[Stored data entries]

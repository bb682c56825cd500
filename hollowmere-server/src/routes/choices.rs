use axum::extract::{Query, State};
use axum::http::HeaderMap;
use axum::routing::{get, post};
use axum::{Json, Router};
use serde::{Deserialize, Serialize};
use uuid::Uuid;

use hollowmere_choices::ChoiceOutcome;
use hollowmere_content::{ChoiceDef, EndingDef};

use crate::error::ApiError;
use crate::extract::resolve_session_id;
use crate::state::AppState;

pub fn router() -> Router<AppState> {
    Router::new()
        .route("/api/choices/available", get(available))
        .route("/api/choices/select", post(select))
        .route("/api/choices/history", get(history))
        .route("/api/choices/ending", get(ending))
}

#[derive(Deserialize)]
struct SessionIdQuery {
    session_id: Option<Uuid>,
}

async fn available(
    State(state): State<AppState>,
    headers: HeaderMap,
    Query(query): Query<SessionIdQuery>,
) -> Result<Json<Vec<ChoiceDef>>, ApiError> {
    let session_id = resolve_session_id(&headers, query.session_id)?;
    let entry = state.session(session_id)?;
    let session = entry.lock().await;
    let choices: Vec<ChoiceDef> = session
        .choices
        .available(&session.scenario, &session.game_flags)
        .into_iter()
        .cloned()
        .collect();
    Ok(Json(choices))
}

#[derive(Deserialize)]
struct SelectRequest {
    #[serde(default)]
    session_id: Option<Uuid>,
    choice_id: String,
    option_id: String,
}

async fn select(
    State(state): State<AppState>,
    headers: HeaderMap,
    Json(body): Json<SelectRequest>,
) -> Result<Json<ChoiceOutcome>, ApiError> {
    let session_id = resolve_session_id(&headers, body.session_id)?;
    let entry = state.session(session_id)?;
    let mut guard = entry.lock().await;
    let session = &mut *guard;

    let outcome = session.choices.select(
        &session.scenario,
        &body.choice_id,
        &body.option_id,
        &session.character,
        &mut session.dice,
        &mut session.npcs,
        &mut session.quests,
        session.turn,
    )?;

    for flag in &outcome.flags_set {
        session.game_flags.insert(flag.clone());
    }

    Ok(Json(outcome))
}

async fn history(
    State(state): State<AppState>,
    headers: HeaderMap,
    Query(query): Query<SessionIdQuery>,
) -> Result<Json<Vec<(String, String)>>, ApiError> {
    let session_id = resolve_session_id(&headers, query.session_id)?;
    let entry = state.session(session_id)?;
    let session = entry.lock().await;
    Ok(Json(session.choices.history().to_vec()))
}

#[derive(Serialize)]
struct EndingResponse {
    ending: Option<EndingDef>,
}

async fn ending(
    State(state): State<AppState>,
    headers: HeaderMap,
    Query(query): Query<SessionIdQuery>,
) -> Result<Json<EndingResponse>, ApiError> {
    let session_id = resolve_session_id(&headers, query.session_id)?;
    let entry = state.session(session_id)?;
    let session = entry.lock().await;
    let ending = session
        .choices
        .predict_ending(&session.scenario, &session.game_flags)
        .cloned();
    Ok(Json(EndingResponse { ending }))
}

PROMPT >> Copy out all the entries shown above, character for character.

YOUR SOLUTION >>
repository bb682c56825cd500
filename hollowmere-server/src/routes/choices.rs
use axum::extract::{Query, State};
use axum::http::HeaderMap;
use axum::routing::{get, post};
use axum::{Json, Router};
use serde::{Deserialize, Serialize};
use uuid::Uuid;

use hollowmere_choices::ChoiceOutcome;
use hollowmere_content::{ChoiceDef, EndingDef};

use crate::error::ApiError;
use crate::extract::resolve_session_id;
use crate::state::AppState;

pub fn router() -> Router<AppState> {
    Router::new()
        .route("/api/choices/available", get(available))
        .route("/api/choices/select", post(select))
        .route("/api/choices/history", get(history))
        .route("/api/choices/ending", get(ending))
}

#[derive(Deserialize)]
struct SessionIdQuery {
    session_id: Option<Uuid>,
}

async fn available(
    State(state): State<AppState>,
    headers: HeaderMap,
    Query(query): Query<SessionIdQuery>,
) -> Result<Json<Vec<ChoiceDef>>, ApiError> {
    let session_id = resolve_session_id(&headers, query.session_id)?;
    let entry = state.session(session_id)?;
    let session = entry.lock().await;
    let choices: Vec<ChoiceDef> = session
        .choices
        .available(&session.scenario, &session.game_flags)
        .into_iter()
        .cloned()
        .collect();
    Ok(Json(choices))
}

#[derive(Deserialize)]
struct SelectRequest {
    #[serde(default)]
    session_id: Option<Uuid>,
    choice_id: String,
    option_id: String,
}

async fn select(
    State(state): State<AppState>,
    headers: HeaderMap,
    Json(body): Json<SelectRequest>,
) -> Result<Json<ChoiceOutcome>, ApiError> {
    let session_id = resolve_session_id(&headers, body.session_id)?;
    let entry = state.session(session_id)?;
    let mut guard = entry.lock().await;
    let session = &mut *guard;

    let outcome = session.choices.select(
        &session.scenario,
        &body.choice_id,
        &body.option_id,
        &session.character,
        &mut session.dice,
        &mut session.npcs,
        &mut session.quests,
        session.turn,
    )?;

    for flag in &outcome.flags_set {
        session.game_flags.insert(flag.clone());
    }

    Ok(Json(outcome))
}

async fn history(
    State(state): State<AppState>,
    headers: HeaderMap,
    Query(query): Query<SessionIdQuery>,
) -> Result<Json<Vec<(String, String)>>, ApiError> {
    let session_id = resolve_session_id(&headers, query.session_id)?;
    let entry = state.session(session_id)?;
    let session = entry.lock().await;
    Ok(Json(session.choices.history().to_vec()))
}

#[derive(Serialize)]
struct EndingResponse {
    ending: Option<EndingDef>,
}

async fn ending(
    State(state): State<AppState>,
    headers: HeaderMap,
    Query(query): Query<SessionIdQuery>,
) -> Result<Json<EndingResponse>, ApiError> {
    let session_id = resolve_session_id(&headers, query.session_id)?;
    let entry = state.session(session_id)?;
    let session = entry.lock().await;
    let ending = session
        .choices
        .predict_ending(&session.scenario, &session.game_flags)
        .cloned();
    Ok(Json(EndingResponse { ending }))
}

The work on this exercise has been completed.